1、保监会在2001年7月25日曾下发过《关于商业医疗保险是否适用补偿原则的复函》,在该复函中指出:

根据保险法第17条规定“保险合同中规定有关于保险人责任免除条款的,保险人在订立保险合同时应当向投保人明确说明,未明确说明的,该条款不产生效力”,“对于条款中没有明确说明不赔的保险责任,保险公司应当赔偿”。

从中国保监会的复函中明确看出,保监会的观点是:

如果保险合同中没有明确规定什么情况下保险公司可以不赔,保险公司都应当承担赔偿责任。

(问题是如果规定了呢?

2、2007年3月12日,北京市高级人民法院通过了《审理民商事案件若干问题的解答之五(试行)》,在第五部分保险法律制度中的实务问题中,明确“人身保险所属的健康保险、意外伤害保险中关于医疗费用的保险,不适用补偿原则。

保险合同另有约定的除外。

”也就是说,除保险合同另有约定的以外,今后北京地区法院审理的医疗费用保险纠纷案件,均应当遵照该解答的规定,不再适用损失补偿原则。

我们认为,北京市高院上述解答的出台,不仅是对投保人和被保险人利益的最大保护,而且说明了法律对保险合同关系的一种有效保护。

投保人和被保险人购买商业医疗保险是一种纯商业行为,与保险公司建立的是一种合同法律关系,保险公司作为格式条款的提供方,应当在合同中对免除自身责任的条款作出明确规定,并依法履行明确说明义务,否则该条款对投保人或被保险人不产生法律效力。

三、从保险合同的性质来看

被保险人参加的公费医疗和社会医疗保险基金而享受的医保是国家强制性保险,而其与保险公司之间是商业保险合同关系,两者的法律性质是不同的。

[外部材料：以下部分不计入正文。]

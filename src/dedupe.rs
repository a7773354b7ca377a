//! Per-run record of image ids already handled, keyed by subreddit.

use std::collections::{HashMap, HashSet};

/// Tracks which image ids have been seen for each subreddit during one run.
///
/// Nothing is persisted; across runs the file on disk is the duplicate guard.
#[derive(Debug, Default)]
pub struct Deduplicator {
    seen: HashMap<String, HashSet<String>>,
}

impl Deduplicator {
    pub fn new() -> Self {
        Self::default()
    }

    /// False when `image_id` is blank or already recorded for `subreddit`.
    pub fn should_download(&self, subreddit: &str, image_id: &str) -> bool {
        if image_id.trim().is_empty() {
            return false;
        }
        !self
            .seen
            .get(subreddit)
            .is_some_and(|ids| ids.contains(image_id))
    }

    /// Record `image_id` for `subreddit`. Recording twice is a no-op.
    pub fn mark_downloaded(&mut self, subreddit: &str, image_id: &str) {
        if image_id.trim().is_empty() {
            return;
        }
        self.seen
            .entry(subreddit.to_string())
            .or_default()
            .insert(image_id.to_string());
    }

    /// Number of ids recorded for `subreddit`.
    pub fn seen_count(&self, subreddit: &str) -> usize {
        self.seen.get(subreddit).map_or(0, HashSet::len)
    }
}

根据1998年《国务院关于建立城镇职工基本医疗保险制度的决定》规定,基本医疗费用由用人单位和职工共同缴纳,用人单位缴费率控制在职工工资总额的6%,职工缴费率一般为本人工作收入的2%。

由此可见,参保人员因疾病住院后,社会保险机构为其支付的医疗费用,是参保职工在履行了相应的义务后才享有的权利。

根据权利义务相一致原则,在交纳了保险费之后,被保险人和保险公司之间形成商业保险合同关系。

一旦发生医疗费用,被保险人就有权利要求保险公司承担给付义务。

另外,医疗保险属于人身保险中的健康保险,人身保险在法律上是不禁止重复保险的。

所以,保险公司不能以被保险人享受了社会保险中的权利而减轻或不履行其在商业保险中应尽的义务,更不能以此来免除其应承担的保险责任。

四、关于不利解释原则的适用问题

关于保险合同中约定的只赔偿实际损失的条款,争议双方的理解是不同的。

保险公司认为,社会医疗保险基金支付的费用并非原告实际支出的费用,故该部分不属理赔范围,应当在理赔时扣除,即全部医疗支出减去医保报销的部分,剩下的部分才属于实际损失;而理赔申请方则认为医保支付的费用是实际支出的费用。

由于保险公司在签订合同时没有明确说明实际损失的确切含义。

所以在这种情况下,适用《保险法》第31条的规定,作出不利于保险公司的解释。

故对实际支出的合理费用条款,应当理解为被保险人住院花费的全部医疗费用,包括自费部分和统筹医疗费用部分。

我们认为理赔申请方的观点是正确的。

五、关于原始报销凭证的问题

有些医疗保险条款规定,被保险人在申请医疗保险金时,必须提供医疗费用原始单据,如果不能提供原始单据,就不能符合保险合同约定的保险金给付条件,保险公司有权不予赔付。